▶ Exercise instructions
All of the entries need to be repeated exactly. Leave nothing out.
━━━ Information supplied
// Routes parsed JSON-RPC messages to the MCP method handlers

use crate::protocol::{
    CallToolParams, CallToolResult, InitializeResult, JsonRpcError, JsonRpcResponse,
    ListToolsResult, Method, RpcMessage,
};
use crate::tools::{Dispatcher, ToolRegistry};
use airflow_sdk::ClientConfig;
use serde::Serialize;
use serde_json::{json, Value};
use std::sync::Arc;
use tracing::{debug, warn};

/// Answers MCP requests for one Airflow configuration.
pub struct McpHandler {
    registry: ToolRegistry,
    dispatcher: Dispatcher,
}

impl McpHandler {
    pub fn new(config: Arc<ClientConfig>) -> Self {
        Self {
            registry: ToolRegistry::new(config.access_level()),
            dispatcher: Dispatcher::new(config),
        }
    }

    pub fn registry(&self) -> &ToolRegistry {
        &self.registry
    }

    /// Handle one message. Notifications never produce a response.
    pub async fn handle(&self, message: RpcMessage) -> Option<JsonRpcResponse> {
        match message {
            RpcMessage::Notification { method, .. } => {
                debug!(method = method.as_str(), "received notification");
                None
            }
            RpcMessage::Request { id, method, params } => {
                debug!(method = method.as_str(), id = %id, "received request");
                Some(self.handle_request(id, method, params).await)
            }
        }
    }

    async fn handle_request(&self, id: Value, method: Method, params: Value) -> JsonRpcResponse {
        match method {
            Method::Initialize => success(id, &InitializeResult::current()),
            Method::Ping | Method::Initialized => JsonRpcResponse::success(id, json!({})),
            Method::ToolsList => success(
                id,
                &ListToolsResult {
                    tools: self.registry.list_schemas().to_vec(),
                },
            ),
            Method::ToolsCall => {
                let result = self.call_tool(params).await;
                success(id, &result)
            }
            Method::Other(name) => JsonRpcResponse::error(id, JsonRpcError::method_not_found(&name)),
        }
    }

    /// Tool failures are reported as error content, never as JSON-RPC errors.
    async fn call_tool(&self, params: Value) -> CallToolResult {
        let params: CallToolParams = serde_json::from_value(params).unwrap_or_default();
        let Some(name) = params.name else {
            return CallToolResult::error("Missing tool name");
        };
        let arguments = params.arguments.unwrap_or(Value::Null);

        match self.dispatcher.execute(&name, &arguments).await {
            Ok(payload) => match serde_json::to_string_pretty(&payload) {
                Ok(text) => CallToolResult::text(text),
                Err(e) => CallToolResult::error(e.to_string()),
            },
            Err(e) => {
                warn!(tool = %name, error = %e, "tool call failed");
                CallToolResult::error(e.to_string())
            }
        }
    }
}

fn success<T: Serialize>(id: Value, result: &T) -> JsonRpcResponse {
    match serde_json::to_value(result) {
        Ok(value) => JsonRpcResponse::success(id, value),
        Err(e) => JsonRpcResponse::error(id, JsonRpcError::internal_error(e.to_string())),
    }
}
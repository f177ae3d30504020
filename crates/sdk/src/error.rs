//! Error types for the Airflow SDK.

/// Result type for SDK operations.
pub type AirflowResult<T> = Result<T, AirflowError>;

/// Error types that can occur when talking to the Airflow REST API.
#[derive(Debug, thiserror::Error)]
pub enum AirflowError {
    /// Connection, TLS or timeout failure before a response arrived.
    #[error("Transport error: {0}")]
    Transport(#[from] reqwest::Error),

    /// Airflow answered with a non-success status.
    #[error("Airflow API error (status {status}): {body}")]
    Upstream { status: u16, body: String },

    /// Invalid configuration.
    #[error("Configuration error: {0}")]
    Config(String),

    /// Serialization/deserialization error.
    #[error("JSON error: {0}")]
    Json(#[from] serde_json::Error),

    /// URL parsing error.
    #[error("Invalid URL: {0}")]
    InvalidUrl(#[from] url::ParseError),
}

impl AirflowError {
    /// Create an upstream error from a status code and response body.
    pub fn from_response(status: u16, body: &str) -> Self {
        Self::Upstream {
            status,
            body: body.to_string(),
        }
    }

    /// HTTP status of an upstream failure, if any.
    pub fn status(&self) -> Option<u16> {
        match self {
            Self::Upstream { status, .. } => Some(*status),
            Self::Transport(e) => e.status().map(|s| s.as_u16()),
            _ => None,
        }
    }

    /// Check if the request timed out.
    pub fn is_timeout(&self) -> bool {
        matches!(self, Self::Transport(e) if e.is_timeout())
    }
}

#[cfg(test)]
mod tests {
    use super::*;

    #[test]
    fn test_upstream_display() {
        let err = AirflowError::from_response(404, "{\"title\":\"DAG not found\"}");
        assert_eq!(err.status(), Some(404));
        assert_eq!(
            err.to_string(),
            "Airflow API error (status 404): {\"title\":\"DAG not found\"}"
        );
        assert!(!err.is_timeout());
    }

    #[test]
    fn test_config_has_no_status() {
        let err = AirflowError::Config("base_url is required".to_string());
        assert_eq!(err.status(), None);
        assert!(err.to_string().contains("base_url is required"));
    }
}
━━━━━━
▶ Answer area
// Routes parsed JSON-RPC messages to the MCP method handlers

use crate::protocol::{
    CallToolParams, CallToolResult, InitializeResult, JsonRpcError, JsonRpcResponse,
    ListToolsResult, Method, RpcMessage,
};
use crate::tools::{Dispatcher, ToolRegistry};
use airflow_sdk::ClientConfig;
use serde::Serialize;
use serde_json::{json, Value};
use std::sync::Arc;
use tracing::{debug, warn};

/// Answers MCP requests for one Airflow configuration.
pub struct McpHandler {
    registry: ToolRegistry,
    dispatcher: Dispatcher,
}

impl McpHandler {
    pub fn new(config: Arc<ClientConfig>) -> Self {
        Self {
            registry: ToolRegistry::new(config.access_level()),
            dispatcher: Dispatcher::new(config),
        }
    }

    pub fn registry(&self) -> &ToolRegistry {
        &self.registry
    }

    /// Handle one message. Notifications never produce a response.
    pub async fn handle(&self, message: RpcMessage) -> Option<JsonRpcResponse> {
        match message {
            RpcMessage::Notification { method, .. } => {
                debug!(method = method.as_str(), "received notification");
                None
            }
            RpcMessage::Request { id, method, params } => {
                debug!(method = method.as_str(), id = %id, "received request");
                Some(self.handle_request(id, method, params).await)
            }
        }
    }

    async fn handle_request(&self, id: Value, method: Method, params: Value) -> JsonRpcResponse {
        match method {
            Method::Initialize => success(id, &InitializeResult::current()),
            Method::Ping | Method::Initialized => JsonRpcResponse::success(id, json!({})),
            Method::ToolsList => success(
                id,
                &ListToolsResult {
                    tools: self.registry.list_schemas().to_vec(),
                },
            ),
            Method::ToolsCall => {
                let result = self.call_tool(params).await;
                success(id, &result)
            }
            Method::Other(name) => JsonRpcResponse::error(id, JsonRpcError::method_not_found(&name)),
        }
    }

    /// Tool failures are reported as error content, never as JSON-RPC errors.
    async fn call_tool(&self, params: Value) -> CallToolResult {
        let params: CallToolParams = serde_json::from_value(params).unwrap_or_default();
        let Some(name) = params.name else {
            return CallToolResult::error("Missing tool name");
        };
        let arguments = params.arguments.unwrap_or(Value::Null);

        match self.dispatcher.execute(&name, &arguments).await {
            Ok(payload) => match serde_json::to_string_pretty(&payload) {
                Ok(text) => CallToolResult::text(text),
                Err(e) => CallToolResult::error(e.to_string()),
            },
            Err(e) => {
                warn!(tool = %name, error = %e, "tool call failed");
                CallToolResult::error(e.to_string())
            }
        }
    }
}

fn success<T: Serialize>(id: Value, result: &T) -> JsonRpcResponse {
    match serde_json::to_value(result) {
        Ok(value) => JsonRpcResponse::success(id, value),
        Err(e) => JsonRpcResponse::error(id, JsonRpcError::internal_error(e.to_string())),
    }
}
repository f177ae3d30504020
filename crates/sdk/src/error.rs
//! Error types for the Airflow SDK.

/// Result type for SDK operations.
pub type AirflowResult<T> = Result<T, AirflowError>;

/// Error types that can occur when talking to the Airflow REST API.
#[derive(Debug, thiserror::Error)]
pub enum AirflowError {
    /// Connection, TLS or timeout failure before a response arrived.
    #[error("Transport error: {0}")]
    Transport(#[from] reqwest::Error),

    /// Airflow answered with a non-success status.
    #[error("Airflow API error (status {status}): {body}")]
    Upstream { status: u16, body: String },

    /// Invalid configuration.
    #[error("Configuration error: {0}")]
    Config(String),

    /// Serialization/deserialization error.
    #[error("JSON error: {0}")]
    Json(#[from] serde_json::Error),

    /// URL parsing error.
    #[error("Invalid URL: {0}")]
    InvalidUrl(#[from] url::ParseError),
}

impl AirflowError {
    /// Create an upstream error from a status code and response body.
    pub fn from_response(status: u16, body: &str) -> Self {
        Self::Upstream {
            status,
            body: body.to_string(),
        }
    }

    /// HTTP status of an upstream failure, if any.
    pub fn status(&self) -> Option<u16> {
        match self {
            Self::Upstream { status, .. } => Some(*status),
            Self::Transport(e) => e.status().map(|s| s.as_u16()),
            _ => None,
        }
    }

    /// Check if the request timed out.
    pub fn is_timeout(&self) -> bool {
        matches!(self, Self::Transport(e) if e.is_timeout())
    }
}

#[cfg(test)]
mod tests {
    use super::*;

    #[test]
    fn test_upstream_display() {
        let err = AirflowError::from_response(404, "{\"title\":\"DAG not found\"}");
        assert_eq!(err.status(), Some(404));
        assert_eq!(
            err.to_string(),
            "Airflow API error (status 404): {\"title\":\"DAG not found\"}"
        );
        assert!(!err.is_timeout());
    }

    #[test]
    fn test_config_has_no_status() {
        let err = AirflowError::Config("base_url is required".to_string());
        assert_eq!(err.status(), None);
        assert!(err.to_string().contains("base_url is required"));
    }
}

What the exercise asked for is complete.